But the further on the FI path, the less important salary becomes relative to total net worth increase, because your portfolio starts to do more of the heavy lifting. Hence, the impact of one month of foregone savings for us now is small relative to what it would have been in the first couple years of accumulation.
This concept is well understood in the FI space. Taken to the extreme, it is the concept of Coast FIRE, where, after reaching a given net worth level, some folks decide to take their foot off the savings pedal altogether and just let their portfolio grow slowly in the background until retirement while enjoying a higher lifestyle in the meantime. In our specific situation, I’d say we’re semi-coasting: we still want to get to FI fast, but want to be sure to enjoy the journey.

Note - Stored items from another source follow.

// ==========================================
// 学生辍学风险评估 - 风险评分引擎
// ==========================================
// 职责: 积分累加 -> 概率归一化 -> 风险分级 -> 干预建议
// 输入: StudentFeatures
// 输出: RiskAssessment
// ==========================================
// 红线: 纯函数, 无状态, 无 I/O, 永不失败
// ==========================================

use crate::domain::risk::{RiskAssessment, ScoreBreakdown};
use crate::domain::student::StudentFeatures;
use crate::domain::types::{BehavioralIssues, FamilyIncome, ParentalEducation, RiskTier};

// ==========================================
// 常量定义
// ==========================================

/// 权重表理论最高分 (40+30+15+10+5), 作为归一化除数
pub const MAX_RISK_SCORE: u32 = 100;

/// 概率上限, 不输出"确定辍学"
pub const PROBABILITY_CAP: f64 = 0.95;

/// High 等级下界 (含)
pub const HIGH_TIER_THRESHOLD: f64 = 0.70;

/// Medium 等级下界 (含)
pub const MEDIUM_TIER_THRESHOLD: f64 = 0.40;

pub const REC_ATTENDANCE: &str = "Implement attendance monitoring and family outreach program";
pub const REC_ACADEMIC: &str = "Provide academic tutoring and mentorship support";
pub const REC_BEHAVIORAL: &str = "Refer to counseling services and behavioral intervention program";
pub const REC_FINANCIAL: &str = "Connect family with financial aid and community resources";
pub const REC_FAMILY_LITERACY: &str =
    "Engage parents through family literacy and involvement programs";
pub const REC_CONTINUE_MONITORING: &str = "Continue monitoring student progress";
pub const REC_MAINTAIN_COMMUNICATION: &str = "Maintain regular communication with family";

// ==========================================
// 干预建议规则表
// ==========================================
// 按声明顺序评估, 所有命中规则均输出; 只看原始特征, 不看积分

/// 单条建议规则 (谓词 + 文案)
pub struct RecommendationRule {
    pub applies: fn(&StudentFeatures) -> bool,
    pub message: &'static str,
}

pub const RECOMMENDATION_RULES: [RecommendationRule; 5] = [
    RecommendationRule {
        applies: |f| f.attendance_rate < 85.0,
        message: REC_ATTENDANCE,
    },
    RecommendationRule {
        applies: |f| f.gpa < 2.5,
        message: REC_ACADEMIC,
    },
    RecommendationRule {
        // 未识别取值同样 != none
        applies: |f| f.behavioral_issues != BehavioralIssues::None,
        message: REC_BEHAVIORAL,
    },
    RecommendationRule {
        applies: |f| f.family_income == FamilyIncome::Low,
        message: REC_FINANCIAL,
    },
    RecommendationRule {
        applies: |f| {
            matches!(
                f.parental_education,
                ParentalEducation::None | ParentalEducation::HighSchool
            )
        },
        message: REC_FAMILY_LITERACY,
    },
];

/// 无规则命中时的默认建议
pub const DEFAULT_RECOMMENDATIONS: [&str; 2] =
    [REC_CONTINUE_MONITORING, REC_MAINTAIN_COMMUNICATION];

// ==========================================
// RiskEngine - 风险评分引擎
// ==========================================
#[derive(Debug, Clone, Copy, Default)]
pub struct RiskEngine {
    // 无状态引擎, 可跨线程共享
}

impl RiskEngine {
    /// 构造函数
    pub fn new() -> Self {
        Self {}
    }

    // ==========================================
    // 核心方法
    // ==========================================

    /// 评估辍学风险
    ///
    /// # 参数
    /// - `features`: 学生特征
    ///
    /// # 返回
    /// RiskAssessment (对任意输入均返回完整结果)
    pub fn assess(&self, features: &StudentFeatures) -> RiskAssessment {
        // 1. 分维度积分
        let breakdown = self.score_breakdown(features);
        let risk_score = breakdown.total();

        // 2. 归一化
        let probability = normalize(risk_score);

        // 3. 分级
        let risk_tier = tier_for(probability);

        // 4. 干预建议
        let recommendations = recommend(features);

        tracing::debug!(
            risk_score,
            probability,
            risk_tier = %risk_tier,
            attendance = breakdown.attendance,
            gpa = breakdown.gpa,
            behavioral = breakdown.behavioral,
            family_income = breakdown.family_income,
            parental_education = breakdown.parental_education,
            "风险评估完成"
        );

        RiskAssessment {
            risk_score,
            probability,
            risk_tier,
            recommendations,
        }
    }

    /// 分维度积分 (各维度独立计算, 与顺序无关)
    pub fn score_breakdown(&self, features: &StudentFeatures) -> ScoreBreakdown {
        ScoreBreakdown {
            attendance: attendance_points(features.attendance_rate),
            gpa: gpa_points(features.gpa),
            behavioral: behavioral_points(features.behavioral_issues),
            family_income: family_income_points(features.family_income),
            parental_education: parental_education_points(features.parental_education),
        }
    }
}

// ==========================================
// 积分规则
// ==========================================
// NaN 不满足任何 `<` 比较, 该维度计 0 分

/// 出勤率积分 (0-40)
pub fn attendance_points(attendance_rate: f64) -> u32 {
    if attendance_rate < 70.0 {
        40
    } else if attendance_rate < 85.0 {
        25
    } else if attendance_rate < 95.0 {
        10
    } else {
        0
    }
}

/// 绩点积分 (0-30)
pub fn gpa_points(gpa: f64) -> u32 {
    if gpa < 2.0 {
        30
    } else if gpa < 2.5 {
        20
    } else if gpa < 3.0 {
        10
    } else {
        0
    }
}

/// 行为问题积分 (0-15)
pub fn behavioral_points(behavioral_issues: BehavioralIssues) -> u32 {
    match behavioral_issues {
        BehavioralIssues::Severe => 15,
        BehavioralIssues::Moderate => 10,
        BehavioralIssues::Minor => 5,
        BehavioralIssues::None => 0,
        BehavioralIssues::Unrecognized => 0,
    }
}

/// 家庭收入积分 (0-10)
pub fn family_income_points(family_income: FamilyIncome) -> u32 {
    match family_income {
        FamilyIncome::Low => 10,
        FamilyIncome::Medium => 5,
        FamilyIncome::High => 0,
        FamilyIncome::Unrecognized => 0,
    }
}

/// 父母受教育程度积分 (0-5)
pub fn parental_education_points(parental_education: ParentalEducation) -> u32 {
    match parental_education {
        ParentalEducation::None => 5,
        ParentalEducation::HighSchool => 3,
        ParentalEducation::College
        | ParentalEducation::Bachelor
        | ParentalEducation::Graduate => 0,
        ParentalEducation::Unrecognized => 0,
    }
}

// ==========================================
// 归一化 / 分级 / 建议
// ==========================================

/// 积分 -> 概率, 上限 0.95
pub fn normalize(risk_score: u32) -> f64 {
    (risk_score as f64 / MAX_RISK_SCORE as f64).min(PROBABILITY_CAP)
}

/// 概率 -> 风险等级 (按顺序判定, 先命中先返回; 边界值归入较高等级)
pub fn tier_for(probability: f64) -> RiskTier {
    if probability >= HIGH_TIER_THRESHOLD {
        RiskTier::High
    } else if probability >= MEDIUM_TIER_THRESHOLD {
        RiskTier::Medium
    } else {
        RiskTier::Low
    }
}

/// 按规则表生成干预建议, 无命中时返回两条默认建议
pub fn recommend(features: &StudentFeatures) -> Vec<String> {
    let triggered: Vec<String> = RECOMMENDATION_RULES
        .iter()
        .filter(|rule| (rule.applies)(features))
        .map(|rule| rule.message.to_string())
        .collect();

    if triggered.is_empty() {
        DEFAULT_RECOMMENDATIONS.iter().map(|m| m.to_string()).collect()
    } else {
        triggered
    }
}

#[cfg(test)]
mod tests {
    use super::*;

    fn features(
        attendance: f64,
        gpa: f64,
        behavioral: BehavioralIssues,
        income: FamilyIncome,
        education: ParentalEducation,
    ) -> StudentFeatures {
        StudentFeatures::new(attendance, gpa, behavioral, income, education)
    }

    #[test]
    fn test_attendance_buckets() {
        assert_eq!(attendance_points(-5.0), 40);
        assert_eq!(attendance_points(69.99), 40);
        assert_eq!(attendance_points(70.0), 25);
        assert_eq!(attendance_points(84.9), 25);
        assert_eq!(attendance_points(85.0), 10);
        assert_eq!(attendance_points(94.9), 10);
        assert_eq!(attendance_points(95.0), 0);
        assert_eq!(attendance_points(150.0), 0);
    }

    #[test]
    fn test_gpa_buckets() {
        assert_eq!(gpa_points(1.99), 30);
        assert_eq!(gpa_points(2.0), 20);
        assert_eq!(gpa_points(2.49), 20);
        assert_eq!(gpa_points(2.5), 10);
        assert_eq!(gpa_points(2.99), 10);
        assert_eq!(gpa_points(3.0), 0);
        assert_eq!(gpa_points(4.0), 0);
    }

    #[test]
    fn test_nan_scores_zero() {
        assert_eq!(attendance_points(f64::NAN), 0);
        assert_eq!(gpa_points(f64::NAN), 0);
    }

    #[test]
    fn test_categorical_points() {
        assert_eq!(behavioral_points(BehavioralIssues::Severe), 15);
        assert_eq!(behavioral_points(BehavioralIssues::Unrecognized), 0);
        assert_eq!(family_income_points(FamilyIncome::Medium), 5);
        assert_eq!(family_income_points(FamilyIncome::Unrecognized), 0);
        assert_eq!(parental_education_points(ParentalEducation::HighSchool), 3);
        assert_eq!(parental_education_points(ParentalEducation::Graduate), 0);
    }

    #[test]
    fn test_normalize_caps_probability() {
        assert_eq!(normalize(0), 0.0);
        assert_eq!(normalize(53), 0.53);
        assert_eq!(normalize(95), 0.95);
        assert_eq!(normalize(100), 0.95);
    }

    #[test]
    fn test_tier_breakpoints_map_to_higher_tier() {
        assert_eq!(tier_for(0.0), RiskTier::Low);
        assert_eq!(tier_for(0.39), RiskTier::Low);
        assert_eq!(tier_for(0.40), RiskTier::Medium);
        assert_eq!(tier_for(normalize(40)), RiskTier::Medium);
        assert_eq!(tier_for(0.69), RiskTier::Medium);
        assert_eq!(tier_for(0.70), RiskTier::High);
        assert_eq!(tier_for(normalize(70)), RiskTier::High);
        assert_eq!(tier_for(0.95), RiskTier::High);
    }

    #[test]
    fn test_unrecognized_behavior_recommends_but_scores_zero() {
        let engine = RiskEngine::new();
        let f = features(
            98.0,
            3.8,
            BehavioralIssues::Unrecognized,
            FamilyIncome::High,
            ParentalEducation::Graduate,
        );

        let result = engine.assess(&f);
        assert_eq!(result.risk_score, 0);
        assert_eq!(result.recommendations, vec![REC_BEHAVIORAL.to_string()]);
    }

    #[test]
    fn test_recommendation_order_is_fixed() {
        let f = features(
            60.0,
            1.8,
            BehavioralIssues::Severe,
            FamilyIncome::Low,
            ParentalEducation::None,
        );

        assert_eq!(
            recommend(&f),
            vec![
                REC_ATTENDANCE,
                REC_ACADEMIC,
                REC_BEHAVIORAL,
                REC_FINANCIAL,
                REC_FAMILY_LITERACY,
            ]
        );
    }

    #[test]
    fn test_breakdown_matches_score() {
        let engine = RiskEngine::new();
        let f = features(
            80.0,
            2.8,
            BehavioralIssues::Minor,
            FamilyIncome::Low,
            ParentalEducation::HighSchool,
        );

        let breakdown = engine.score_breakdown(&f);
        assert_eq!(breakdown.attendance, 25);
        assert_eq!(breakdown.gpa, 10);
        assert_eq!(breakdown.total(), engine.assess(&f).risk_score);
    }
}
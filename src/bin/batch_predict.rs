// 批量预测: 对整班/整校学生名册逐行评估, 输出 JSON + CSV 并打印汇总。
//
// Usage:
//   cargo run --bin batch_predict -- <input.csv|input.xlsx> [output.json]
//
// 未指定输出路径时使用配置项 batch_output_path (默认 results/batch_predictions.json)。

use std::path::PathBuf;

use anyhow::Context;
use student_dropout_risk::config::ConfigManager;
use student_dropout_risk::importer::{save_results, BatchPredictor};
use student_dropout_risk::{i18n, logging};

fn main() -> anyhow::Result<()> {
    logging::init();

    let mut args = std::env::args().skip(1);
    let input = match args.next() {
        Some(v) => PathBuf::from(v),
        None => {
            eprintln!("Usage: batch_predict <input_csv|input_xlsx> [output_json]");
            eprintln!("Example: batch_predict data/students.csv results/predictions.json");
            std::process::exit(1);
        }
    };

    let config = ConfigManager::load().context("加载配置失败")?;
    i18n::set_locale(&config.get_locale());

    let output = args
        .next()
        .map(PathBuf::from)
        .unwrap_or_else(|| config.get_batch_output_path());

    tracing::info!(input = %input.display(), output = %output.display(), "开始批量预测");

    let predictor = BatchPredictor::from_config(&config);
    let report = predictor
        .process_file(&input)
        .with_context(|| format!("处理学生名册失败: {}", input.display()))?;

    let csv_path = save_results(&report, &output)
        .with_context(|| format!("保存结果失败: {}", output.display()))?;

    for line in report.summary.summary_lines() {
        eprintln!("{}", line);
    }
    tracing::info!(
        json = %output.display(),
        csv = %csv_path.display(),
        "批量预测完成"
    );
    Ok(())
}
// ==========================================
// 学生辍学风险评估 - 核心库
// ==========================================
// 核心: 规则评分引擎 (积分 -> 概率 -> 分级 -> 干预建议)
// 边界: 请求校验 / 预测响应 / 批量预测
// 系统定位: 决策支持 (干预由教师与辅导员决定)
// ==========================================

// 初始化国际化系统
rust_i18n::i18n!("locales", fallback = "en");

// ==========================================
// 模块声明
// ==========================================

// 领域层 - 输入特征与评估结果
pub mod domain;

// 引擎层 - 评分规则
pub mod engine;

// 导入层 - 学生名册与批量预测
pub mod importer;

// 配置层 - 边界配置
pub mod config;

// 日志系统
pub mod logging;

// 国际化
pub mod i18n;

// API 层 - 请求/响应契约
pub mod api;

// ==========================================
// 重导出核心类型
// ==========================================

// 领域类型
pub use domain::types::{BehavioralIssues, FamilyIncome, ParentalEducation, RiskTier};

// 领域实体
pub use domain::{RiskAssessment, ScoreBreakdown, StudentFeatures};

// 引擎
pub use engine::{DropoutPredictor, RiskEngine, ScoringModel};

// API
pub use api::{PredictApi, PredictionResponse};

// 批量预测
pub use importer::{BatchPredictor, BatchReport, BatchSummary};

/// 评估单个学生（使用规则引擎）
pub fn assess(features: &StudentFeatures) -> RiskAssessment {
    RiskEngine::new().assess(features)
}

// ==========================================
// 常量定义
// ==========================================

// 系统版本
pub const VERSION: &str = env!("CARGO_PKG_VERSION");

// 系统名称
pub const APP_NAME: &str = "学生辍学风险评估";
//! walkabout — headless walk-through of a rust_hunt treasure hunt.
//!
//! Plays one session end to end without a camera or a browser:
//!
//! - By default a simulated pedestrian starts at `--lat/--lon`, walks to the
//!   nearest uncollected treasure at `--speed` m/s and taps it once within
//!   reach.  Each step pushes one fix onto the session's location stream.
//! - With `--track FILE` a recorded GPS track (see `hunt_session::track`) is
//!   replayed instead, and the walker taps whatever comes within reach.
//!
//! Logging goes through `tracing`; set `RUST_LOG=debug` to see every
//! projection pass.

mod walker;

use std::fs::File;
use std::io::BufReader;
use std::path::PathBuf;

use anyhow::{Context, Result};
use clap::Parser;
use tracing_subscriber::EnvFilter;

use hunt_ar::{Placement, SceneGraph};
use hunt_core::{Coordinate, HuntConfig, LocationError, Millis, TreasureId};
use hunt_game::Treasure;
use hunt_session::{
    Fix, HuntObserver, HuntSession, ScriptedSource, SessionBuilder, TextUi, TrackSource,
};

use walker::Walker;

// ── Command line ──────────────────────────────────────────────────────────────

#[derive(Parser, Debug)]
#[command(version, about = "Walk through an AR treasure hunt without a device")]
struct Args {
    /// JSON file with a HuntConfig (missing fields use defaults).
    #[arg(long)]
    config: Option<PathBuf>,

    /// Replay a recorded GPS track CSV instead of simulating a walk.
    #[arg(long)]
    track: Option<PathBuf>,

    /// Lay treasures out on a ring around the camera.
    #[arg(long)]
    debug: bool,

    /// RNG seed for the treasure layout.
    #[arg(long)]
    seed: Option<u64>,

    /// Starting latitude for the simulated walk.
    #[arg(long, default_value_t = 51.500_729, allow_hyphen_values = true)]
    lat: f64,

    /// Starting longitude for the simulated walk.
    #[arg(long, default_value_t = -0.124_625, allow_hyphen_values = true)]
    lon: f64,

    /// Walking speed, metres per second.
    #[arg(long, default_value_t = 1.4)]
    speed: f64,

    /// Tap distance, metres.
    #[arg(long, default_value_t = 1.5)]
    reach: f64,

    /// Simulated time between fixes, milliseconds.
    #[arg(long, default_value_t = 1_000)]
    step_ms: u64,

    /// Give up after this many steps.
    #[arg(long, default_value_t = 600)]
    max_steps: u32,
}

// ── Observer ──────────────────────────────────────────────────────────────────

/// Prints the moments a player would notice.
#[derive(Default)]
struct ConsoleObserver {
    passes:    usize,
    rendered:  usize,
    errors:    usize,
    finished:  Option<(Millis, u32)>,
}

impl HuntObserver for ConsoleObserver {
    fn on_seeded(&mut self, origin: &Fix, treasures: &[Treasure]) {
        println!("{} treasures hidden around {}", treasures.len(), origin.coordinate);
    }

    fn on_projection(&mut self, _fix: &Fix, placements: &[Placement]) {
        self.passes += 1;
        self.rendered = placements.len();
    }

    fn on_collected(&mut self, id: TreasureId, points: u8, score: u32) {
        println!("  collected {id:<11} +{points:<2} → score {score}");
    }

    fn on_all_found(&mut self, at: Millis, score: u32) {
        self.finished = Some((at, score));
    }

    fn on_tracking_error(&mut self, error: LocationError) {
        self.errors += 1;
        println!("  (tracking error: {error})");
    }

    fn on_message(&mut self, at: Millis, text: &str) {
        println!("[{:>9}] {text}", at.to_string());
    }
}

// ── Setup ─────────────────────────────────────────────────────────────────────

fn load_config(args: &Args) -> Result<HuntConfig> {
    let mut config = match &args.config {
        Some(path) => {
            let file = File::open(path).with_context(|| format!("opening {}", path.display()))?;
            serde_json::from_reader(BufReader::new(file))
                .with_context(|| format!("parsing {}", path.display()))?
        }
        None => HuntConfig::default(),
    };
    if args.debug {
        config.debug_mode = true;
    }
    if args.seed.is_some() {
        config.seed = args.seed;
    }
    Ok(config)
}

/// Treasures currently in the scene that the walker can tap this step.
fn tappable(session: &HuntSession<SceneGraph, TextUi>, walker: &Walker) -> Vec<TreasureId> {
    let debug = session.config().debug_mode;
    session
        .scene()
        .entities()
        .filter_map(|entity| session.state().treasure(entity.id))
        .filter(|t| debug || walker.can_reach(t))
        .map(Treasure::id)
        // One tap per step: a thumb, not a rake.
        .take(1)
        .collect()
}

// ── Main ──────────────────────────────────────────────────────────────────────

fn main() -> Result<()> {
    tracing_subscriber::fmt()
        .with_env_filter(EnvFilter::try_from_default_env().unwrap_or_else(|_| EnvFilter::new("warn")))
        .init();

    let args = Args::parse();
    let config = load_config(&args)?;

    println!("=== walkabout — rust_hunt ===");
    println!(
        "Treasures: {}  |  Mode: {}  |  Seed: {}",
        config.treasure_count,
        if config.debug_mode { "debug ring" } else { "gps" },
        config.seed.map_or_else(|| "random".to_owned(), |s| s.to_string()),
    );
    println!();

    let start = Coordinate::new(args.lat, args.lon);
    let mut track = match &args.track {
        Some(path) => Some(
            TrackSource::from_path(path).with_context(|| format!("loading track {}", path.display()))?,
        ),
        None => None,
    };
    // The simulated walk pushes its own fixes onto this source's stream.
    let mut scripted = ScriptedSource::new(Ok(Fix::new(start, Millis::ZERO)), Vec::new());

    let mut session = SessionBuilder::new(config, SceneGraph::new(), TextUi::new()).build()?;
    let mut obs = ConsoleObserver::default();

    match track.as_mut() {
        Some(track) => session.start(track, Millis::ZERO, &mut obs)?,
        None => session.start(&mut scripted, Millis::ZERO, &mut obs)?,
    }

    let origin = session.last_fix().map_or(start, |fix| fix.coordinate);
    let mut walker = Walker::new(origin, args.speed, args.reach);
    let mut now = Millis::ZERO;
    let mut walked_m = 0.0;

    for _ in 0..args.max_steps {
        now = now + args.step_ms;

        if track.is_none() {
            let goal = walker.target(session.state().treasures()).map(Treasure::position);
            if let Some(goal) = goal {
                walked_m += walker.step_towards(goal, args.step_ms);
            }
            scripted.push(Ok(Fix::new(walker.position, now).with_accuracy(3.0)));
            session.pump(&mut obs);
        } else {
            if !session.pump_one(&mut obs) {
                break;
            }
            if let Some(fix) = session.last_fix() {
                now = now.max(fix.timestamp);
                walked_m += walker.position.distance_m(fix.coordinate);
                walker.position = fix.coordinate;
            }
        }
        session.advance_to(now, &mut obs);

        for id in tappable(&session, &walker) {
            session.activate(id, &mut obs)?;
        }
        if session.state().is_complete() {
            break;
        }
    }

    // Let the deferred messages play out.
    let settle = session.config().victory_delay_ms + session.config().message_duration_ms;
    session.advance_to(now + settle, &mut obs);
    session.stop_tracking();

    // ── Summary ───────────────────────────────────────────────────────────
    println!();
    match obs.finished {
        Some((at, score)) => println!("All treasures found by {at} with {score} points."),
        None => println!(
            "Stopped at {now}: {} of {} treasures found.",
            session.state().collected_count(),
            session.state().treasures().len()
        ),
    }
    println!(
        "Walked {walked_m:.1} m over {} projection passes ({} tracking errors, {} visible at the end).",
        obs.passes, obs.errors, obs.rendered
    );
    println!();

    println!("{:<12} {:<6} {:>6} {:>10} {:<9}", "Treasure", "Kind", "Points", "Dist (m)", "Found");
    println!("{}", "-".repeat(47));
    for t in session.state().treasures() {
        println!(
            "{:<12} {:<6} {:>6} {:>10.1} {:<9}",
            t.id().to_string(),
            t.kind().as_str(),
            t.points(),
            walker.position.distance_m(t.position()),
            if t.is_collected() { "yes" } else { "no" },
        );
    }

    Ok(())
}
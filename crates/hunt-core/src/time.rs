//! Host time model.
//!
//! # Design
//!
//! The core never reads a wall clock.  The host passes the current time in
//! as a [`Millis`] value (milliseconds since session start, or any other
//! monotonic origin) whenever it delivers an event or advances time.  Timers
//! (message auto-hide, the deferred "all found" message) are scheduled
//! against that same axis, which keeps every code path deterministic under
//! test.

use std::fmt;

// ── Millis ───────────────────────────────────────────────────────────────────

/// A point on the host's monotonic millisecond axis.
#[derive(Copy, Clone, PartialEq, Eq, PartialOrd, Ord, Hash, Debug, Default)]
#[cfg_attr(feature = "serde", derive(serde::Serialize, serde::Deserialize))]
pub struct Millis(pub u64);

impl Millis {
    pub const ZERO: Millis = Millis(0);

    /// Milliseconds elapsed from `earlier` to `self`, saturating at zero.
    #[inline]
    pub fn since(self, earlier: Millis) -> u64 {
        self.0.saturating_sub(earlier.0)
    }
}

impl std::ops::Add<u64> for Millis {
    type Output = Millis;
    #[inline]
    fn add(self, rhs: u64) -> Millis {
        Millis(self.0.saturating_add(rhs))
    }
}

impl std::ops::Sub for Millis {
    type Output = u64;
    #[inline]
    fn sub(self, rhs: Millis) -> u64 {
        self.since(rhs)
    }
}

impl fmt::Display for Millis {
    fn fmt(&self, f: &mut fmt::Formatter<'_>) -> fmt::Result {
        write!(f, "{}.{:03}s", self.0 / 1000, self.0 % 1000)
    }
}

// ── GameClock ─────────────────────────────────────────────────────────────────

/// The session's notion of "now".
///
/// Only ever moves forward: an [`advance_to`](Self::advance_to) with an
/// earlier instant is ignored, so out-of-order host timestamps cannot make
/// already-fired timers fire again.
#[derive(Clone, Debug, Default)]
pub struct GameClock {
    now: Millis,
}

impl GameClock {
    pub fn new(start: Millis) -> Self {
        Self { now: start }
    }

    #[inline]
    pub fn now(&self) -> Millis {
        self.now
    }

    /// Move the clock to `instant` if it lies in the future.  Returns the
    /// resulting current time.
    pub fn advance_to(&mut self, instant: Millis) -> Millis {
        if instant > self.now {
            self.now = instant;
        }
        self.now
    }

    #[inline]
    pub fn advance_by(&mut self, ms: u64) -> Millis {
        self.now = self.now + ms;
        self.now
    }
}
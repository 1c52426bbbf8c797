//! `hunt-game` — treasures and the score ledger.
//!
//! # Crate layout
//!
//! | Module          | Contents                                              |
//! |-----------------|-------------------------------------------------------|
//! | [`treasure`]    | `Treasure`, `VisualKind`                              |
//! | [`generator`]   | `TreasureGenerator` (random layout around a fix)      |
//! | [`ledger`]      | `GameState` (score, collected count, treasure list)   |
//!
//! # Feature flags
//!
//! | Flag    | Effect                                                     |
//! |---------|------------------------------------------------------------|
//! | `serde` | Derives `Serialize`/`Deserialize` on all public types.     |

pub mod generator;
pub mod ledger;
pub mod treasure;


pub use generator::TreasureGenerator;
pub use ledger::{Collection, GameState};
pub use treasure::{Treasure, VisualKind};
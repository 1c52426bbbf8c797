//! `hunt-session` — the event-driven controller that ties a hunt together.
//!
//! # Event model
//!
//! Everything runs on the host's single event loop.  The host calls into
//! [`HuntSession`] for four kinds of event, each handled to completion
//! before the next:
//!
//! ```text
//! start(source, now)     ① initial fix → generate treasures → subscribe → welcome message
//! pump() / pump_one()    ② each delivered fix → projection pass → scene rebuild
//!                          each delivered error → logged, observer notified
//! activate(id)           ③ collect → score UI → message → remove entity → maybe schedule victory
//! advance_to(now)        ④ fire due timers (message auto-hide, victory message)
//! ```
//!
//! The location stream is a cancellable [`Subscription`]; call
//! [`HuntSession::stop_tracking`] to tear it down.
//!
//! # Quick-start
//!
//! ```rust,ignore
//! use hunt_ar::SceneGraph;
//! use hunt_core::{HuntConfig, Millis};
//! use hunt_session::{NoopObserver, SessionBuilder, TextUi};
//!
//! let mut session = SessionBuilder::new(HuntConfig::default(), SceneGraph::new(), TextUi::new())
//!     .build()?;
//! session.start(&mut source, Millis(0), &mut NoopObserver)?;
//! session.pump(&mut NoopObserver);
//! ```

pub mod builder;
pub mod error;
pub mod location;
pub mod messages;
pub mod observer;
pub mod session;
pub mod timers;
pub mod track;
pub mod ui;

#[cfg(test)]
mod tests;

pub use builder::SessionBuilder;
pub use error::{TrackError, TrackResult};
pub use location::{Fix, LocationEvent, LocationFeed, LocationSource, ScriptedSource, Subscription};
pub use messages::MessageBoard;
pub use observer::{HuntObserver, NoopObserver};
pub use session::HuntSession;
pub use timers::{TimerQueue, TimerTask};
pub use track::{TrackRecord, TrackSource, load_track_path, load_track_reader};
pub use ui::{TextUi, UiSurface};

We’re still trying to plan the trip smartly from a financial perspective. A full month without salary, combined with a full month of high spending, would start to strain the budget. In our first trip this year, we are staying in my in-laws tinny house in Dordogne. It’s essentially a cabin (not winterized), but the emotional attachment is strong; it’s a place my wife grew up in summers and that we both know well.
Accommodation costs will be near zero, and the COL in rural Dordogne is generally lower than here in Germany, so the main expense difference compared to a regular month where we live is the cost of hiring a car. I’m very curious to see what our monthly spend will turn out to be. Another idea for the future could be to leverage geoarbitrage for mini-retirements and spend time in very cheap locations relative to where we live.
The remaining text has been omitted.